GOAL OF THE EXERCISE: Retype, exactly as they appear below, the lines between the line holding "-> Result<Option<Row>, DatabaseError>;" and the line holding "pub mod response;", both ends included.

--- GIVEN RECORDS Enclosed Below ---

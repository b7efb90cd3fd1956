// handlers/mod.rs - Route handlers
//
// /save-data  POST    store a batch of scans
//             OPTIONS CORS preflight
// /health     GET     database connectivity probe

pub mod health;
pub mod save_data;

pub use health::health;
pub use save_data::{save_data_options, save_data_post};
use std::sync::atomic::{AtomicBool, Ordering};
use tracing::{error, info};

use super::handle::{Database, SqlValue};
use super::DatabaseError;

pub const TABLE_NAME: &str = "scan_data";

const TABLE_EXISTS_SQL: &str = "SELECT name FROM sqlite_master WHERE type='table' AND name=?";

const CREATE_TABLE_SQL: &str = "CREATE TABLE IF NOT EXISTS scan_data (
    id INTEGER PRIMARY KEY AUTOINCREMENT,
    sequence INTEGER NOT NULL,
    barcode_text TEXT NOT NULL,
    scan_timestamp TEXT NOT NULL,
    created_at DATETIME DEFAULT CURRENT_TIMESTAMP
)";

const CREATE_INDEX_SQL: [&str; 2] = [
    "CREATE INDEX IF NOT EXISTS idx_scan_timestamp ON scan_data(scan_timestamp)",
    "CREATE INDEX IF NOT EXISTS idx_created_at ON scan_data(created_at)",
];

/// What [`SchemaEnsurer::ensure`] found
#[derive(Debug, Clone, Copy, PartialEq, Eq)]
pub enum SchemaOutcome {
    /// Table was already in the catalog
    Present,
    /// Table and indexes were created by this call
    Created,
    /// An earlier call already confirmed the table; no query was issued
    Cached,
}

/// Creates the `scan_data` table and its indexes the first time they are needed.
///
/// Every DDL statement carries `IF NOT EXISTS`, so two requests that both
/// miss the table can both run creation safely.
#[derive(Debug, Default)]
pub struct SchemaEnsurer {
    memoize: bool,
    ensured: AtomicBool,
}

impl SchemaEnsurer {
    /// With `memoize` set, the catalog lookup is skipped after the first success
    pub fn new(memoize: bool) -> Self {
        Self {
            memoize,
            ensured: AtomicBool::new(false),
        }
    }

    pub async fn ensure(&self, db: &dyn Database) -> Result<SchemaOutcome, DatabaseError> {
        if self.memoize && self.ensured.load(Ordering::Acquire) {
            return Ok(SchemaOutcome::Cached);
        }

        let outcome = Self::check_and_create(db).await.map_err(|e| {
            error!(error = %e, table = TABLE_NAME, "failed to ensure table");
            e
        })?;

        if self.memoize {
            self.ensured.store(true, Ordering::Release);
        }
        Ok(outcome)
    }

    async fn check_and_create(db: &dyn Database) -> Result<SchemaOutcome, DatabaseError> {
        let existing = db
            .first(TABLE_EXISTS_SQL, &[SqlValue::Text(TABLE_NAME.to_string())])
            .await?;
        if existing.is_some() {
            return Ok(SchemaOutcome::Present);
        }

        db.run(CREATE_TABLE_SQL).await?;
        for sql in CREATE_INDEX_SQL {
            db.run(sql).await?;
        }

        info!(table = TABLE_NAME, "created table and indexes");
        Ok(SchemaOutcome::Created)
    }
}
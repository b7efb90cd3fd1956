// handlers/save_data.rs - POST and OPTIONS /save-data

use axum::{
    body::Bytes,
    extract::{rejection::BytesRejection, State},
    http::{
        header::{ACCESS_CONTROL_ALLOW_HEADERS, ACCESS_CONTROL_ALLOW_METHODS, ACCESS_CONTROL_ALLOW_ORIGIN},
        HeaderValue, StatusCode,
    },
    response::IntoResponse,
};
use serde_json::Value;

use crate::api::{ApiResult, SaveResponse};
use crate::database::{BoundStatement, PreparedStatement};
use crate::error::ApiError;
use crate::server::AppState;
use crate::types::ScanRecord;

const INSERT_SCAN_SQL: &str =
    "INSERT INTO scan_data (sequence, barcode_text, scan_timestamp) VALUES (?, ?, ?)";

/**
 * POST /save-data - Store a batch of scanned barcodes
 *
 * Expected Input:
 * ```json
 * { "data": [ { "sequence": 1, "text": "ABC123", "timestamp": "2024-01-01T00:00:00Z" } ] }
 * ```
 *
 * Expected Output (Success):
 * ```json
 * { "success": true, "message": "1개의 데이터가 성공적으로 저장되었습니다!", "saved": 1 }
 * ```
 *
 * The table is created on first use. All rows of a request are written in
 * one transaction, so a failing item leaves nothing behind.
 */
pub async fn save_data_post(
    State(state): State<AppState>,
    body: Result<Bytes, BytesRejection>,
) -> ApiResult<SaveResponse> {
    // Read and parsed by hand so oversized or malformed bodies get the same
    // envelope as any other failure
    let body = body?;
    let payload: Value = serde_json::from_slice(&body)?;
    let items = scan_items(&payload)?;

    state
        .schema
        .ensure(state.db.as_ref())
        .await
        .map_err(ApiError::schema)?;

    let statements = bind_all(items)?;
    let results = state
        .db
        .batch(statements)
        .await
        .map_err(ApiError::persistence)?;

    tracing::debug!(received = items.len(), saved = results.len(), "stored scan batch");
    Ok(SaveResponse::saved(items.len(), results.len(), state.cors_origin.clone()))
}

/// OPTIONS /save-data - CORS preflight, never touches the database
pub async fn save_data_options(State(state): State<AppState>) -> impl IntoResponse {
    (
        StatusCode::OK,
        [
            (ACCESS_CONTROL_ALLOW_ORIGIN, state.cors_origin.clone()),
            (ACCESS_CONTROL_ALLOW_METHODS, HeaderValue::from_static("POST, OPTIONS")),
            (ACCESS_CONTROL_ALLOW_HEADERS, HeaderValue::from_static("Content-Type")),
        ],
    )
}

/// The non-empty `data` array of the request body
fn scan_items(payload: &Value) -> Result<&[Value], ApiError> {
    if payload.is_null() {
        return Err(ApiError::internal_server_error("request body is null"));
    }

    match payload.get("data") {
        Some(Value::Array(items)) if !items.is_empty() => Ok(items.as_slice()),
        _ => Err(ApiError::no_data()),
    }
}

fn bind_all(items: &[Value]) -> Result<Vec<BoundStatement>, ApiError> {
    let insert = PreparedStatement::new(INSERT_SCAN_SQL);
    items
        .iter()
        .map(|item| -> Result<BoundStatement, ApiError> {
            let params = ScanRecord::from_item(item).params()?;
            Ok(insert.bind(params))
        })
        .collect()
}

#[cfg(test)]
mod tests {
    use super::*;
    use crate::database::SqlValue;
    use serde_json::json;

    #[test]
    fn rejects_missing_empty_or_non_array_data() {
        for payload in [json!({}), json!({ "data": [] }), json!({ "data": "x" }), json!({ "data": null }), json!([1, 2])] {
            let err = scan_items(&payload).unwrap_err();
            assert_eq!(err.status_code(), StatusCode::BAD_REQUEST, "payload: {}", payload);
        }
    }

    #[test]
    fn null_body_is_an_internal_error() {
        let err = scan_items(&Value::Null).unwrap_err();
        assert_eq!(err.status_code(), StatusCode::INTERNAL_SERVER_ERROR);
        assert_eq!(err.detail(), "request body is null");
    }

    #[test]
    fn binds_one_statement_per_item() {
        let payload = json!({ "data": [
            { "sequence": 1, "text": "A", "timestamp": "t1" },
            { "sequence": 2, "text": "B", "timestamp": "t2" }
        ]});
        let statements = bind_all(scan_items(&payload).unwrap()).unwrap();

        assert_eq!(statements.len(), 2);
        assert_eq!(statements[0].sql(), INSERT_SCAN_SQL);
        assert_eq!(
            statements[1].params(),
            &[SqlValue::Integer(2), SqlValue::Text("B".into()), SqlValue::Text("t2".into())]
        );
    }

    #[test]
    fn one_unbindable_item_fails_the_batch() {
        let payload = json!({ "data": [
            { "sequence": 1, "text": "A", "timestamp": "t1" },
            { "sequence": 2, "text": ["B"], "timestamp": "t2" }
        ]});
        let err = bind_all(scan_items(&payload).unwrap()).unwrap_err();
        assert_eq!(err.status_code(), StatusCode::INTERNAL_SERVER_ERROR);
    }
}
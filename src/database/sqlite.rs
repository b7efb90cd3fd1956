use async_trait::async_trait;
use serde_json::{json, Value};
use sqlx::query::Query;
use sqlx::sqlite::{Sqlite, SqliteArguments, SqlitePool, SqliteQueryResult, SqliteRow};
use sqlx::{Column, Row as _, TypeInfo, ValueRef};

use super::handle::{BoundStatement, Database, Row, SqlValue, StatementResult};
use super::DatabaseError;

/// [`Database`] backed by a sqlx SQLite pool
#[derive(Debug, Clone)]
pub struct SqliteDatabase {
    pool: SqlitePool,
}

impl SqliteDatabase {
    pub fn new(pool: SqlitePool) -> Self {
        Self { pool }
    }
}

#[async_trait]
impl Database for SqliteDatabase {
    async fn first(&self, sql: &str, params: &[SqlValue]) -> Result<Option<Row>, DatabaseError> {
        let row = bind_params(sqlx::query(sql), params)
            .fetch_optional(&self.pool)
            .await?;
        row.as_ref().map(row_to_json).transpose()
    }

    async fn run(&self, sql: &str) -> Result<StatementResult, DatabaseError> {
        let result = sqlx::query(sql).execute(&self.pool).await?;
        Ok(statement_result(&result))
    }

    async fn batch(&self, statements: Vec<BoundStatement>) -> Result<Vec<StatementResult>, DatabaseError> {
        let mut tx = self.pool.begin().await?;
        let mut results = Vec::with_capacity(statements.len());

        // Dropping `tx` on an early return rolls back everything before it
        for statement in &statements {
            let result = bind_params(sqlx::query(statement.sql()), statement.params())
                .execute(&mut *tx)
                .await?;
            results.push(statement_result(&result));
        }

        tx.commit().await?;
        Ok(results)
    }
}

fn bind_params<'q>(
    mut query: Query<'q, Sqlite, SqliteArguments<'q>>,
    params: &'q [SqlValue],
) -> Query<'q, Sqlite, SqliteArguments<'q>> {
    for param in params {
        query = match param {
            SqlValue::Null => query.bind(None::<i64>),
            SqlValue::Integer(v) => query.bind(*v),
            SqlValue::Real(v) => query.bind(*v),
            SqlValue::Text(v) => query.bind(v.as_str()),
        };
    }
    query
}

fn statement_result(result: &SqliteQueryResult) -> StatementResult {
    StatementResult {
        changes: result.rows_affected(),
        last_row_id: result.last_insert_rowid(),
    }
}

/// Decode a row by the storage class of each value rather than its declared type
fn row_to_json(row: &SqliteRow) -> Result<Row, DatabaseError> {
    let mut out = Row::new();
    for column in row.columns() {
        let idx = column.ordinal();
        let (is_null, storage) = {
            let raw = row.try_get_raw(idx)?;
            (raw.is_null(), raw.type_info().name().to_string())
        };

        let value = if is_null {
            Value::Null
        } else {
            match storage.as_str() {
                "INTEGER" | "BOOLEAN" => json!(row.try_get_unchecked::<i64, _>(idx)?),
                "REAL" => json!(row.try_get_unchecked::<f64, _>(idx)?),
                "BLOB" => json!(row.try_get_unchecked::<Vec<u8>, _>(idx)?),
                _ => json!(row.try_get_unchecked::<String, _>(idx)?),
            }
        };
        out.insert(column.name().to_string(), value);
    }
    Ok(out)
}
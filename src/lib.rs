pub mod api;
pub mod config;
pub mod database;
pub mod error;
pub mod handlers;
pub mod server;
pub mod types;
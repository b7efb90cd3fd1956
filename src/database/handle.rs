use async_trait::async_trait;
use serde_json::{Map, Value};
use std::sync::Arc;

use super::DatabaseError;

/// A single row returned by [`Database::first`], keyed by column name
pub type Row = Map<String, Value>;

/// Value bound to a `?` placeholder
#[derive(Debug, Clone, PartialEq)]
pub enum SqlValue {
    Null,
    Integer(i64),
    Real(f64),
    Text(String),
}

/// Outcome of one executed statement
#[derive(Debug, Clone, Copy, PartialEq, Eq, Default)]
pub struct StatementResult {
    /// Rows changed by the statement
    pub changes: u64,
    pub last_row_id: i64,
}

/// SQL text shared by every statement bound from it
#[derive(Debug, Clone)]
pub struct PreparedStatement {
    sql: Arc<str>,
}

impl PreparedStatement {
    pub fn new(sql: &str) -> Self {
        Self { sql: Arc::from(sql) }
    }

    pub fn sql(&self) -> &str {
        &self.sql
    }

    /// Pair the statement with positional parameters
    pub fn bind(&self, params: Vec<SqlValue>) -> BoundStatement {
        BoundStatement {
            sql: Arc::clone(&self.sql),
            params,
        }
    }
}

/// A statement ready to execute as part of a batch
#[derive(Debug, Clone)]
pub struct BoundStatement {
    sql: Arc<str>,
    params: Vec<SqlValue>,
}

impl BoundStatement {
    pub fn sql(&self) -> &str {
        &self.sql
    }

    pub fn params(&self) -> &[SqlValue] {
        &self.params
    }
}

/// Database handle injected into each request.
///
/// Every call is a round trip; implementations own their connection
/// handling. `batch` must be all-or-nothing.
#[async_trait]
pub trait Database: Send + Sync {
    /// Run a parameterized query and return its first row, if any
    async fn first(&self, sql: &str, params: &[SqlValue]) -> Result<Option<Row>, DatabaseError>;

    /// Run a statement that returns no rows
    async fn run(&self, sql: &str) -> Result<StatementResult, DatabaseError>;

    /// Run every statement in one transaction, one result per statement
    async fn batch(&self, statements: Vec<BoundStatement>) -> Result<Vec<StatementResult>, DatabaseError>;
}
pub mod response;

pub use response::{ApiResult, SaveResponse, SaveSummary};
use sqlx::sqlite::{SqliteConnectOptions, SqliteJournalMode, SqlitePool, SqlitePoolOptions};
use std::str::FromStr;
use std::time::Duration;
use thiserror::Error;
use tracing::info;

use crate::config::DatabaseConfig;

/// Errors from the database layer
#[derive(Debug, Error)]
pub enum DatabaseError {
    #[error("Invalid database URL: {0}")]
    InvalidDatabaseUrl(String),

    #[error(transparent)]
    Sqlx(#[from] sqlx::Error),
}

/// Builds the SQLite connection pool the server hands to every request
pub struct DatabaseManager;

impl DatabaseManager {
    /// Open a pool for `config.url`.
    ///
    /// File databases are created on demand and run in WAL mode. In-memory
    /// databases live only as long as a connection does, so they are pinned
    /// to one connection that never idles out.
    pub async fn connect(config: &DatabaseConfig) -> Result<SqlitePool, DatabaseError> {
        let in_memory = Self::is_in_memory(&config.url);

        let mut options = SqliteConnectOptions::from_str(&config.url)
            .map_err(|e| DatabaseError::InvalidDatabaseUrl(format!("{}: {}", config.url, e)))?
            .busy_timeout(Duration::from_millis(config.busy_timeout_ms));

        if !in_memory {
            options = options
                .create_if_missing(true)
                .journal_mode(SqliteJournalMode::Wal);
        }

        let pool_options =
            SqlitePoolOptions::new().acquire_timeout(Duration::from_secs(config.connection_timeout));
        let pool_options = if in_memory {
            pool_options
                .max_connections(1)
                .min_connections(1)
                .idle_timeout(None)
                .max_lifetime(None)
        } else {
            pool_options.max_connections(config.max_connections.max(1))
        };

        let pool = pool_options.connect_with(options).await?;

        info!("Opened database pool for: {}", config.url);
        Ok(pool)
    }

    fn is_in_memory(url: &str) -> bool {
        url.contains(":memory:") || url.contains("mode=memory")
    }
}
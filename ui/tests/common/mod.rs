use std::time::Duration;

use bookshelf_ui::BookshelfApp;
use bookshelf_ui::state::State;
use egui_kittest::Harness;
use wiremock::MockServer;

pub struct TestCtx<'a> {
    mock_server: MockServer,
    harness: Harness<'a, BookshelfApp>,
}

impl<'a> TestCtx<'a> {
    pub async fn new_app() -> Self {
        Self::new_app_with(|_| {}).await
    }

    /// Builds the app after `prepare` had a chance to seed the state.
    pub async fn new_app_with(prepare: impl FnOnce(&mut State)) -> Self {
        let _ = env_logger::builder().is_test(true).try_init();

        let mock_server = MockServer::start().await;
        let mut state = State::test(mock_server.uri());
        prepare(&mut state);

        let app = BookshelfApp::new(state);
        let harness = Harness::new_eframe(|_| app);

        Self {
            mock_server,
            harness,
        }
    }

    pub fn harness_mut(&mut self) -> &mut Harness<'a, BookshelfApp> {
        &mut self.harness
    }

    #[allow(unused)]
    pub fn mock_server(&self) -> &MockServer {
        &self.mock_server
    }

    /// Waits for every spawned command, then renders one more pass.
    pub async fn settle(&mut self) {
        loop {
            let ctx = &mut self.harness.state_mut().state_mut().ctx;
            if ctx.task_count() == 0 {
                break;
            }
            tokio::time::timeout(Duration::from_secs(5), ctx.task_set_mut().join_next())
                .await
                .expect("command should finish");
        }
        self.harness.step();
        self.harness.step();
    }
}
//! Route state for page navigation.

use std::any::Any;

use bookshelf_states::{State, StateCtx, assign_impl};
use log::info;
use serde::{Deserialize, Serialize};

/// The page the application currently shows.
#[derive(Debug, Clone, Copy, Default, PartialEq, Eq, Serialize, Deserialize)]
pub enum Route {
    #[default]
    Login,
    Library,
    ForgetPassword,
    Register,
}

impl Route {
    pub const ALL: [Self; 4] = [
        Self::Login,
        Self::Library,
        Self::ForgetPassword,
        Self::Register,
    ];

    pub fn path(self) -> &'static str {
        match self {
            Self::Login => "/login",
            Self::Library => "/library",
            Self::ForgetPassword => "/forget-password",
            Self::Register => "/register",
        }
    }

    pub fn from_path(path: &str) -> Option<Self> {
        Self::ALL.into_iter().find(|route| route.path() == path)
    }
}

impl State for Route {
    fn as_any(&self) -> &dyn Any {
        self
    }

    fn as_any_mut(&mut self) -> &mut dyn Any {
        self
    }

    fn assign_box(&mut self, new_self: Box<dyn Any + Send>) {
        assign_impl(self, new_self);
    }
}

pub fn navigate(ctx: &mut StateCtx, route: Route) {
    let current = *ctx.state::<Route>();
    if current != route {
        info!("navigate: {} -> {}", current.path(), route.path());
        *ctx.state_mut::<Route>() = route;
    }
}
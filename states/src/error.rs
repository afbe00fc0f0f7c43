use thiserror::Error;

#[derive(Debug, Error, Clone, PartialEq, Eq)]
pub enum Error {
    #[error("State not found: {name}, context: {context}")]
    StateNotFound { name: &'static str, context: String },
    #[error("Compute not found: {name}, context: {context}")]
    ComputeNotFound { name: &'static str, context: String },
    #[error("Command not registered: {name}, context: {context}")]
    CommandNotFound { name: &'static str, context: String },
}

impl Error {
    pub fn state_not_found(name: &'static str, context: impl Into<String>) -> Self {
        Self::StateNotFound {
            name,
            context: context.into(),
        }
    }

    pub fn compute_not_found(name: &'static str, context: impl Into<String>) -> Self {
        Self::ComputeNotFound {
            name,
            context: context.into(),
        }
    }

    pub fn command_not_found(name: &'static str, context: impl Into<String>) -> Self {
        Self::CommandNotFound {
            name,
            context: context.into(),
        }
    }
}
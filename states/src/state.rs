use std::any::{Any, type_name};

use log::error;

/// A value owned by [`crate::StateCtx`].
///
/// The UI mutates states directly through `StateCtx::state_mut`; async commands
/// only ever see the owned clone returned by [`State::snapshot`].
pub trait State: Any + Send {
    fn as_any(&self) -> &dyn Any;

    fn as_any_mut(&mut self) -> &mut dyn Any;

    /// Replace `self` with a boxed value of the same type sent through an `Updater`.
    fn assign_box(&mut self, new_self: Box<dyn Any + Send>);

    /// Owned copy handed to commands. `None` keeps the value out of command snapshots.
    fn snapshot(&self) -> Option<Box<dyn Any + Send>> {
        None
    }
}

/// Shared `assign_box` body: downcast and overwrite, logging on type mismatch.
pub fn assign_impl<T: Any>(target: &mut T, new_self: Box<dyn Any + Send>) {
    match new_self.downcast::<T>() {
        Ok(value) => *target = *value,
        Err(_) => error!("assign_impl: update is not a {}", type_name::<T>()),
    }
}
use std::{future::Future, pin::Pin};

use tokio_util::sync::CancellationToken;

use crate::{CommandSnapshot, Updater};

pub type CommandFuture = Pin<Box<dyn Future<Output = ()> + Send + 'static>>;

/// Manual-only side effect (network IO and friends).
///
/// Commands never touch the context directly: they read the snapshot taken at
/// dispatch time and report back through the updater. The returned future
/// should watch `cancel` and stop without writing once it fires.
pub trait Command: Send + Sync + 'static {
    fn run(&self, snap: CommandSnapshot, updater: Updater, cancel: CancellationToken)
    -> CommandFuture;
}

--- End of Enclosed GIVEN RECORDS ---

RESPONSE TO THIS TASK:
    async fn first(&self, sql: &str, params: &[SqlValue]) -> Result<Option<Row>, DatabaseError>;

    /// Run a statement that returns no rows
    async fn run(&self, sql: &str) -> Result<StatementResult, DatabaseError>;

    /// Run every statement in one transaction, one result per statement
    async fn batch(&self, statements: Vec<BoundStatement>) -> Result<Vec<StatementResult>, DatabaseError>;
}
pub mod response;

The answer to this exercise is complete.